Mahasiswa mulai melakukan penolakan atas pengangkatan kembali Soeharto sebagai presiden. Keadaan diperparah dengan kenaikan harga baham pokok dan bahan bakar minyak (BBM) akibat krisis moneter.
"Kami mahasiswa saat itu semakin giat melakukan mimbar bebas di masing-masing kampus. Saat itu saya masih menjadi mahasiswa di Sekolah Tinggi Hukum Indonesia," tutur Masinton, saat ditemui di kawasan Thamrin, Selasa (17/5/2016).

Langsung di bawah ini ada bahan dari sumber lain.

// vkscheme: Xcode scheme patcher for Vulkan loader paths
//
// SPDX-FileCopyrightText: 2026 Romeo Ahmed
// SPDX-License-Identifier: GPL-3.0-or-later

//! Configuration loading from multiple sources.
//!
//! # Loader Pipeline
//!
//! ```text
//! ConfigLoader::new()
//!   .add_toml_file(req)
//!   .add_toml_file_optional(opt)
//!   .add_toml_str()
//!   .with_env_prefix()
//!   .set()
//!        |
//!        v
//!    build() --> Config (validated)
//! ```

use std::path::{Path, PathBuf};

use super::Config;
use crate::error::{ConfigError, Result};

/// Builder for loading configuration from multiple sources.
pub struct ConfigLoader {
    builder: config::ConfigBuilder<config::builder::DefaultState>,
    env_prefix: Option<String>,
    files: Vec<(String, PathBuf)>,
}

impl ConfigLoader {
    #[must_use]
    pub fn new() -> Self {
        Self {
            builder: config::Config::builder(),
            env_prefix: None,
            files: Vec::new(),
        }
    }

    /// Adds a TOML configuration file to the loader.
    ///
    /// The file will be read when `build()` is called. If the file doesn't exist
    /// or contains invalid TOML, `build()` will return an error.
    #[must_use]
    pub fn add_toml_file<P: AsRef<Path>>(mut self, path: P) -> Self {
        use config::{File, FileFormat};
        let p = path.as_ref();
        self.builder = self
            .builder
            .add_source(File::from(p).format(FileFormat::Toml).required(true));
        self.files.push(("file".to_string(), p.to_path_buf()));
        self
    }

    #[must_use]
    pub fn add_toml_file_optional<P: AsRef<Path>>(mut self, path: P) -> Self {
        use config::{File, FileFormat};
        let p = path.as_ref();
        self.builder = self
            .builder
            .add_source(File::from(p).format(FileFormat::Toml).required(false));
        if p.exists() {
            self.files.push(("optional".to_string(), p.to_path_buf()));
        }
        self
    }

    #[must_use]
    pub fn add_toml_str(mut self, content: &str) -> Self {
        use config::{File, FileFormat};
        self.builder = self
            .builder
            .add_source(File::from_str(content, FileFormat::Toml));
        self.files
            .push(("string".to_string(), PathBuf::from("<string>")));
        self
    }

    /// Reads `<PREFIX>_<SECTION>__<KEY>` variables, e.g.
    /// `VKSCHEME_GENERATOR__TIMEOUT_SECS=600`.
    #[must_use]
    pub fn with_env_prefix(mut self, prefix: &str) -> Self {
        self.env_prefix = Some(prefix.to_string());
        self
    }

    /// Sets a configuration override.
    ///
    /// # Errors
    ///
    /// Returns an error if the key is invalid or if the value cannot be converted
    /// to a configuration value.
    pub fn set<T: Into<config::Value>>(mut self, key: &str, value: T) -> Result<Self> {
        self.builder = self
            .builder
            .set_override(key, value)
            .map_err(|e| ConfigError::ParseError {
                message: e.to_string(),
            })?;
        Ok(self)
    }

    /// Builds the configuration from all added sources.
    ///
    /// # Errors
    ///
    /// Returns an error if:
    /// - Required configuration files are missing.
    /// - Configuration files have invalid TOML syntax.
    /// - Environment variables cannot be parsed.
    /// - The merged configuration does not match the `Config` structure.
    /// - A value fails validation.
    pub fn build(self) -> Result<Config> {
        let builder = match &self.env_prefix {
            Some(prefix) => self.builder.add_source(
                config::Environment::with_prefix(prefix)
                    .prefix_separator("_")
                    .separator("__")
                    .try_parsing(true)
                    .list_separator(",")
                    .with_list_parse_key("scheme.required_vars"),
            ),
            None => self.builder,
        };
        let config: Config = builder
            .build()
            .and_then(|cfg| cfg.try_deserialize())
            .map_err(|e| ConfigError::ParseError {
                message: e.to_string(),
            })?;
        config.validate()?;
        Ok(config)
    }

    #[must_use]
    pub fn loaded_files(&self) -> Vec<(String, PathBuf)> {
        self.files.clone()
    }

    #[must_use]
    pub fn format_loaded_files(&self) -> Vec<String> {
        self.files
            .iter()
            .enumerate()
            .map(|(i, (source, path))| format!("{}. [{}] {}", i + 1, source, path.display()))
            .collect()
    }
}

impl Default for ConfigLoader {
    fn default() -> Self {
        Self::new()
    }
}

Seluruh gerakan mahasiwa, kata Masinton, terkonsentrasi di beberapa simpul pergerakan seperti Komunitas Aksi Mahasiswa se-Jabodetabek, Forum Komunikasi Senat Mahasiswa Se-Jakarta (FKSMJ) dan beberapa simpul lainnya.
"Ada banyak simpul mahasiswa, tidak tunggal," ujarnya.
Saat itu Masinton dan beberapa aktivis mahasiswa mulai bergabung dengan mahasiswa di kampus-kampus lain seperti Atma Jaya, Universitas Kristen Indonesia, Institut Keguruan dan Ilmu Pendidikan (sekarang Universitas Negeri Jakarta), Universitas Indonesia, Trisakti, Universitas Tarumanegara, Universitas Mercubuana dan lain sebagainya.
Semua mahasiswa di masa itu melakukan solidaritas dengan mendatangi kampus-kampus yang melakukan mimbar bebas. Dari mimbar bebas tersebut kemudian terbangun jaringan dan solidaritas antarkampus.
Aktivis mahasiswa mulai saling berjejaring satu sama lain yang direkatkan oleh satu tujuan, menjatuhkan Soeharto.
Setelah mimbar bebas berlangsung selama beberapa bulan, mahasiswa mulai merasa protes dari dalam kampus saja tidak cukup, tapi juga harus disuarakan dengan turun ke jalan.
"Ketika seluruh kampus yang ada sudah terkonsolidasi dengan baik, kami memutuskan untuk turun ke jalan," ucap Masinton.